Problem
In the material below, count the lines where the word "candidate" appears. Nothing but the number, please.

═══ Data

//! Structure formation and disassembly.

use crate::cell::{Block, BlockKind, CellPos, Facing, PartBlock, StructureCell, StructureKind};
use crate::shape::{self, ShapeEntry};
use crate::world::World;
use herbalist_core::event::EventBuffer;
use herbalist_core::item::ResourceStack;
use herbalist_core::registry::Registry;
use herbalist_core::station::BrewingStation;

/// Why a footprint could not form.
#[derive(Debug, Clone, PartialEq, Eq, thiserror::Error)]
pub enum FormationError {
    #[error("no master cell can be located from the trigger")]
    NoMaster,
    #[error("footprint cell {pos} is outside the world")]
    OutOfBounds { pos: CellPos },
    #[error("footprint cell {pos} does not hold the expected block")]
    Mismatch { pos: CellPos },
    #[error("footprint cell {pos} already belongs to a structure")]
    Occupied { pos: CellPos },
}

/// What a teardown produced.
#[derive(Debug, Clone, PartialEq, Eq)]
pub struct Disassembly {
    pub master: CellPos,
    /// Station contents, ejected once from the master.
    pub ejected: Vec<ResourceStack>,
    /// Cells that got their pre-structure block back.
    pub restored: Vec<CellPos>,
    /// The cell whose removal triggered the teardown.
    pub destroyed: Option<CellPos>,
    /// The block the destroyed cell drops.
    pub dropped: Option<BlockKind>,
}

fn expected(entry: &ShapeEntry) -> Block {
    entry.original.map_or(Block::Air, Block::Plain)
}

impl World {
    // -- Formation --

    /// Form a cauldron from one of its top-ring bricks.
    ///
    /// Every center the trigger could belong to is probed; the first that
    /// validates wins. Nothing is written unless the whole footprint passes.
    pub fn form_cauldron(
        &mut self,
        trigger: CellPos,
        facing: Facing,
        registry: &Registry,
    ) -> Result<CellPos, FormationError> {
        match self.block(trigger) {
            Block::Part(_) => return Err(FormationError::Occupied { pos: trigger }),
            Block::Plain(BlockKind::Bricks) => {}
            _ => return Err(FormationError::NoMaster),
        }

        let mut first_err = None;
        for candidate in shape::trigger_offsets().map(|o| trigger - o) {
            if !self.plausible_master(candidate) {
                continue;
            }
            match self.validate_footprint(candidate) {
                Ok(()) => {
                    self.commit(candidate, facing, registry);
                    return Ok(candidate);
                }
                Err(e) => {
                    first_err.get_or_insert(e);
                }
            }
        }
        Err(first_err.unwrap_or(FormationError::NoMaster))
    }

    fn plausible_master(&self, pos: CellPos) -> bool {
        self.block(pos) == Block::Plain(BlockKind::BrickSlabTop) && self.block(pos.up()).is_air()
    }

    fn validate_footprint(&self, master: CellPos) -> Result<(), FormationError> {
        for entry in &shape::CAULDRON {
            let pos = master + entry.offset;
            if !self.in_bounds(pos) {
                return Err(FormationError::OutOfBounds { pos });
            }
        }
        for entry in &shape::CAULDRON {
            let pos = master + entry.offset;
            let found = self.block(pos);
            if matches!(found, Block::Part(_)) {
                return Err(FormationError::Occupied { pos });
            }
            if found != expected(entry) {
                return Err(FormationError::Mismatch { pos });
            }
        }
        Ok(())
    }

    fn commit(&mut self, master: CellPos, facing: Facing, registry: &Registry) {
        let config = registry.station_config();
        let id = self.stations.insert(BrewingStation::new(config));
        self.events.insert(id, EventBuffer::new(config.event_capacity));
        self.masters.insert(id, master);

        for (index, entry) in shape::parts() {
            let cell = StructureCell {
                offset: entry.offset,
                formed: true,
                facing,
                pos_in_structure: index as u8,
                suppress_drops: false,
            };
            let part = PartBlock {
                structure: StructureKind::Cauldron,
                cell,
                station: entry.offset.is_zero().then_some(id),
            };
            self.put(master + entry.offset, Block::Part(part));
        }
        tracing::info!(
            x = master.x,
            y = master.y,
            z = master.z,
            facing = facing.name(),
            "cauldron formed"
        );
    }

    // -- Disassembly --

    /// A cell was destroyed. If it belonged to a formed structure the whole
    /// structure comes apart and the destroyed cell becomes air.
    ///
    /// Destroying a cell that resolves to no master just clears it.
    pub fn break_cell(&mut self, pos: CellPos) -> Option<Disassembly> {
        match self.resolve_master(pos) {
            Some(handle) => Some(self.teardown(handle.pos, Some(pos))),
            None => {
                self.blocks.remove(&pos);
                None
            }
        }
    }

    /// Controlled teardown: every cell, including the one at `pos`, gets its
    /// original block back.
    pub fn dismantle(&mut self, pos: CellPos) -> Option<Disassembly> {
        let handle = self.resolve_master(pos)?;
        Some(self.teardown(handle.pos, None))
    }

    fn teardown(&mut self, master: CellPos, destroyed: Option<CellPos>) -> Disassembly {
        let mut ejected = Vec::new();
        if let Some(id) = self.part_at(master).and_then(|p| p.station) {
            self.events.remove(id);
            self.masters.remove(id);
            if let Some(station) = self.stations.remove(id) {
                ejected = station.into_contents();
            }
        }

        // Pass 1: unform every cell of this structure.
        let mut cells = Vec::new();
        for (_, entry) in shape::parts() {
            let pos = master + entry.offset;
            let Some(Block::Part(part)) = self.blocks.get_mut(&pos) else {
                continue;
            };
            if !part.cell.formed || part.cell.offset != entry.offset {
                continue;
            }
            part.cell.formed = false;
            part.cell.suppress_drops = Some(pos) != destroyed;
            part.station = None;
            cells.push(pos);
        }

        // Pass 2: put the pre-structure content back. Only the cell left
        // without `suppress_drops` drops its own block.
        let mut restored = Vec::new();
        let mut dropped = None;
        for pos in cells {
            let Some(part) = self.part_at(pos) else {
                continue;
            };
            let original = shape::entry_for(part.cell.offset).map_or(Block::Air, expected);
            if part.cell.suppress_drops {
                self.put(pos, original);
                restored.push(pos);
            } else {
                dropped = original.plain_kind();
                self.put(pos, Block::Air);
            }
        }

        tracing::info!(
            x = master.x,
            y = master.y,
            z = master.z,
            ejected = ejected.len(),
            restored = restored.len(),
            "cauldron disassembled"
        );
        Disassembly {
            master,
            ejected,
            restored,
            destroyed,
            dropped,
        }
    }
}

══════

Response box
5